E ora mi sento stupida. Ho chiesto scusa a me stessa un sacco di volte. Ho pianto mentre mi sono guardata allo specchio e ho sussurrato a me stessa che tutto sarebbe andato bene.
E poi mi veniva in mente lui, sempre. Lo amo, anche a distanza di mesi, perché è forse l'unico che mi ha accettato per come sono e ha voluto combattere accanto a me. Ma la verità è che non volevo che lui si prendesse carico dei miei problemi o del mio dolore.
È uno dei motivi per cui non sono rimasta a Portland.
Forse amare significa anche lasciare andare.
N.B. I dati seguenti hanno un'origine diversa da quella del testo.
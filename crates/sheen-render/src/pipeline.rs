//! Orchestration of the whole PBR integration.
//!
//! [`PbrPipeline`] owns every piece of setup state. Each setup step records
//! itself in [`InitState`]; calling a step again is a no-op.

use std::collections::BTreeSet;
use std::path::PathBuf;

use serde::{Deserialize, Serialize};
use sheen_brdf::LutImage;
use sheen_core::constants::DEFAULT_LUT_FILE;
use sheen_core::{LinearRgba, MaterialInputs};
use sheen_shaders::{CleanupReport, CustomCode, ShaderLibrary};
use tracing::{debug, info};

use crate::environment::{DeferredToggleQueue, EnvironmentConfig, EnvironmentRig};
use crate::error::Result;
use crate::host::{NodeId, RenderHost, ShaderId};
use crate::lut_texture::BrdfLut;
use crate::material::{self, MaterialBindings, MaterialKind};
use crate::screenspace::{ScreenSpaceChain, ScreenSpaceSettings};
use crate::state::InitState;

/// Pipeline configuration.
#[derive(Debug, Clone, PartialEq, Serialize, Deserialize)]
#[serde(default)]
pub struct PipelineConfig {
    /// Directory shader sources are exported into for the host's loader.
    pub shader_dir: PathBuf,
    /// BRDF LUT image to bind.
    pub lut_path: PathBuf,
    /// Placeholder color used when the LUT image is absent.
    pub lut_fill: LinearRgba,
    pub environment: EnvironmentConfig,
    /// Build the screen-space chain during [`PbrPipeline::setup`].
    pub enable_screen_space: bool,
    pub screen_space: ScreenSpaceSettings,
    /// Inputs bound with every material shader.
    pub material: MaterialInputs,
}

impl Default for PipelineConfig {
    fn default() -> Self {
        Self {
            shader_dir: PathBuf::from("."),
            lut_path: PathBuf::from(DEFAULT_LUT_FILE),
            lut_fill: LinearRgba::LUT_FALLBACK,
            environment: EnvironmentConfig::default(),
            enable_screen_space: false,
            screen_space: ScreenSpaceSettings::default(),
            material: MaterialInputs::default(),
        }
    }
}

impl PipelineConfig {
    pub fn new() -> Self {
        Self::default()
    }

    #[must_use]
    pub fn with_shader_dir(mut self, dir: impl Into<PathBuf>) -> Self {
        self.shader_dir = dir.into();
        self
    }

    #[must_use]
    pub fn with_lut_path(mut self, path: impl Into<PathBuf>) -> Self {
        self.lut_path = path.into();
        self
    }

    #[must_use]
    pub fn with_lut_fill(mut self, fill: LinearRgba) -> Self {
        self.lut_fill = fill;
        self
    }

    #[must_use]
    pub fn with_environment(mut self, environment: EnvironmentConfig) -> Self {
        self.environment = environment;
        self
    }

    /// Enable the screen-space chain with `settings`.
    #[must_use]
    pub fn with_screen_space(mut self, settings: ScreenSpaceSettings) -> Self {
        self.enable_screen_space = true;
        self.screen_space = settings;
        self
    }

    #[must_use]
    pub fn with_material(mut self, material: MaterialInputs) -> Self {
        self.material = material;
        self
    }
}

/// PBR integration state for one host scene.
#[derive(Debug)]
pub struct PbrPipeline {
    config: PipelineConfig,
    library: ShaderLibrary,
    state: InitState,
    frame: u64,
    lut: Option<BrdfLut>,
    environment: Option<EnvironmentRig>,
    screen_space: Option<ScreenSpaceChain>,
    toggles: DeferredToggleQueue,
    /// Nodes carrying a material shader; they pin their own lighting textures.
    material_nodes: BTreeSet<NodeId>,
}

impl PbrPipeline {
    pub fn new(config: PipelineConfig) -> Self {
        let library = ShaderLibrary::new(config.shader_dir.clone());
        Self {
            config,
            library,
            state: InitState::empty(),
            frame: 0,
            lut: None,
            environment: None,
            screen_space: None,
            toggles: DeferredToggleQueue::new(),
            material_nodes: BTreeSet::new(),
        }
    }

    pub fn config(&self) -> &PipelineConfig {
        &self.config
    }

    pub fn library(&self) -> &ShaderLibrary {
        &self.library
    }

    pub const fn state(&self) -> InitState {
        self.state
    }

    /// Number of completed [`update`](Self::update) calls.
    pub const fn frame(&self) -> u64 {
        self.frame
    }

    pub fn lut(&self) -> Option<&BrdfLut> {
        self.lut.as_ref()
    }

    pub fn environment(&self) -> Option<&EnvironmentRig> {
        self.environment.as_ref()
    }

    pub fn screen_space(&self) -> Option<&ScreenSpaceChain> {
        self.screen_space.as_ref()
    }

    pub fn toggles(&self) -> &DeferredToggleQueue {
        &self.toggles
    }

    /// Nodes that received a material through this pipeline.
    pub fn material_nodes(&self) -> impl Iterator<Item = NodeId> + '_ {
        self.material_nodes.iter().copied()
    }

    /// Run every configured setup step.
    pub fn setup(&mut self, host: &mut dyn RenderHost) -> Result<()> {
        self.export_shaders()?;
        self.bind_lut(host)?;
        self.setup_environment(host)?;
        if self.config.enable_screen_space {
            self.setup_screen_space(host)?;
        }
        info!("PBR pipeline ready ({:?})", self.state);
        Ok(())
    }

    /// Write shader sources to the configured directory.
    pub fn export_shaders(&mut self) -> Result<()> {
        if self.state.shaders_exported() {
            return Ok(());
        }
        self.library.export()?;
        self.state |= InitState::SHADERS_EXPORTED;
        Ok(())
    }

    /// Load the configured LUT (or its placeholder) and bind it on the scene
    /// root.
    pub fn bind_lut(&mut self, host: &mut dyn RenderHost) -> Result<()> {
        if self.state.lut_bound() {
            return Ok(());
        }
        let lut = BrdfLut::load(host, &self.config.lut_path, self.config.lut_fill)?;
        self.install_lut(host, lut);
        Ok(())
    }

    /// Replace the bound LUT with an in-memory table.
    pub fn use_lut(&mut self, host: &mut dyn RenderHost, image: &LutImage) -> Result<()> {
        let lut = BrdfLut::upload(host, image)?;
        self.install_lut(host, lut);
        Ok(())
    }

    fn install_lut(&mut self, host: &mut dyn RenderHost, lut: BrdfLut) {
        let root = host.scene_root();
        host.set_shader_input(root, "brdf_lut", lut.texture().into());
        for &node in &self.material_nodes {
            host.set_shader_input(node, "brdf_lut", lut.texture().into());
        }
        if !self.material_nodes.is_empty() {
            debug!("Rebound BRDF LUT on {} material nodes", self.material_nodes.len());
        }
        self.lut = Some(lut);
        self.state |= InitState::LUT_BOUND;
    }

    /// Build the environment cube map and bind it on the scene root.
    pub fn setup_environment(&mut self, host: &mut dyn RenderHost) -> Result<()> {
        if self.state.environment() {
            return Ok(());
        }
        let rig = EnvironmentRig::build(host, &self.config.environment)?;
        let root = host.scene_root();
        host.set_shader_input(root, "cube_map", rig.texture().into());
        for &node in &self.material_nodes {
            host.set_shader_input(node, "cube_map", rig.texture().into());
        }
        rig.follow_camera(host);
        self.environment = Some(rig);
        self.state |= InitState::ENVIRONMENT;
        Ok(())
    }

    /// Build the screen-space chain.
    ///
    /// The environment cube map is paused while the scene capture starts.
    pub fn setup_screen_space(&mut self, host: &mut dyn RenderHost) -> Result<()> {
        if self.state.screen_space() {
            return Ok(());
        }
        self.config.screen_space.validate()?;
        if let Some(rig) = &self.environment {
            rig.pause(
                host,
                &mut self.toggles,
                self.frame,
                self.config.environment.pause_frames,
            );
        }
        let chain = ScreenSpaceChain::build(host, &self.library, &self.config.screen_space)?;
        self.screen_space = Some(chain);
        self.state |= InitState::SCREEN_SPACE;
        Ok(())
    }

    /// Change screen-space settings, rebinding them if the chain exists.
    pub fn set_screen_space_settings(
        &mut self,
        host: &mut dyn RenderHost,
        settings: ScreenSpaceSettings,
    ) -> Result<()> {
        if let Some(chain) = &self.screen_space {
            chain.apply_settings(host, &settings)?;
        } else {
            settings.validate()?;
        }
        self.config.screen_space = settings;
        Ok(())
    }

    fn bindings(&self) -> MaterialBindings {
        MaterialBindings {
            inputs: self.config.material,
            brdf_lut: self.lut.as_ref().map(BrdfLut::texture),
            cube_map: self.environment.as_ref().map(EnvironmentRig::texture),
        }
    }

    /// Assign the stock shader for `kind` to `node` and bind its inputs.
    pub fn apply_material(
        &mut self,
        host: &mut dyn RenderHost,
        node: NodeId,
        kind: MaterialKind,
    ) -> Result<ShaderId> {
        self.config.material.validate()?;
        self.export_shaders()?;
        let shader = material::apply_shader(host, &self.library, node, kind)?;
        material::bind_material(host, node, &self.bindings())?;
        self.material_nodes.insert(node);
        Ok(shader)
    }

    /// Like [`apply_material`](Self::apply_material) with custom code
    /// spliced into the shader.
    pub fn apply_custom_material(
        &mut self,
        host: &mut dyn RenderHost,
        node: NodeId,
        kind: MaterialKind,
        code: &CustomCode,
    ) -> Result<ShaderId> {
        self.config.material.validate()?;
        self.export_shaders()?;
        let shader = material::apply_custom_shader(host, &self.library, node, kind, code)?;
        material::bind_material(host, node, &self.bindings())?;
        self.material_nodes.insert(node);
        Ok(shader)
    }

    /// Per-frame work: due toggles, rig tracking and camera-dependent inputs.
    pub fn update(&mut self, host: &mut dyn RenderHost) {
        let applied = self.toggles.process(host, self.frame);
        if applied > 0 {
            debug!("Applied {} deferred toggles", applied);
        }

        let root = host.scene_root();
        let position = host.camera().position;
        host.set_shader_input(root, "camera_world_pos", position.into());

        if let Some(rig) = &self.environment {
            rig.follow_camera(host);
        }
        if let Some(chain) = &self.screen_space {
            chain.update(host);
        }
        self.frame += 1;
    }

    /// Drop the screen-space chain and delete its exported shaders.
    pub fn teardown(&mut self) -> Result<CleanupReport> {
        self.screen_space = None;
        self.state.remove(InitState::SCREEN_SPACE);
        let report = self.library.remove_screenspace()?;
        info!(
            "Removed {} screen-space shader files ({} already absent)",
            report.removed.len(),
            report.missing.len()
        );
        Ok(report)
    }
}

#[cfg(test)]
mod tests {
    use super::*;

    #[test]
    fn default_config_points_at_standard_lut() {
        let config = PipelineConfig::default();
        assert_eq!(config.lut_path, PathBuf::from("output_brdf_lut.png"));
        assert_eq!(config.lut_fill, LinearRgba::LUT_FALLBACK);
        assert!(!config.enable_screen_space);
    }

    #[test]
    fn screen_space_builder_enables_chain() {
        let config = PipelineConfig::new().with_screen_space(ScreenSpaceSettings::disabled());
        assert!(config.enable_screen_space);
        assert!(!config.screen_space.bloom.enabled);
    }

    #[test]
    fn new_pipeline_has_no_state() {
        let pipeline = PbrPipeline::new(PipelineConfig::new().with_shader_dir("shaders"));
        assert!(pipeline.state().is_empty());
        assert_eq!(pipeline.frame(), 0);
        assert_eq!(pipeline.library().dir(), std::path::Path::new("shaders"));
    }
}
Non voglio che la mia felicità dipenda soltanto da una persona che mi sta accanto. Ho sentito il bisogno di vivere distaccata dagli altri e imparare a capirmi da sola.
Mentirei se dicessi che è facile.
Non è facile niente. Non lo sarà mai. Sta a te, però, decidere cosa fare.
A volte devi toccare il fondo per capire se vuoi risalire o restare negli abissi.
C'è chi ce la fa. C'è chi no...
E oggi quando guardo il cielo, sorrido. Qua il cielo non mi chiama mai. C'è quasi sempre il sole, ed è bello.
E quando piove, scelgo di essere quel tipo di pioggia che ti rinfresca la pelle e ti regala una bella sensazione.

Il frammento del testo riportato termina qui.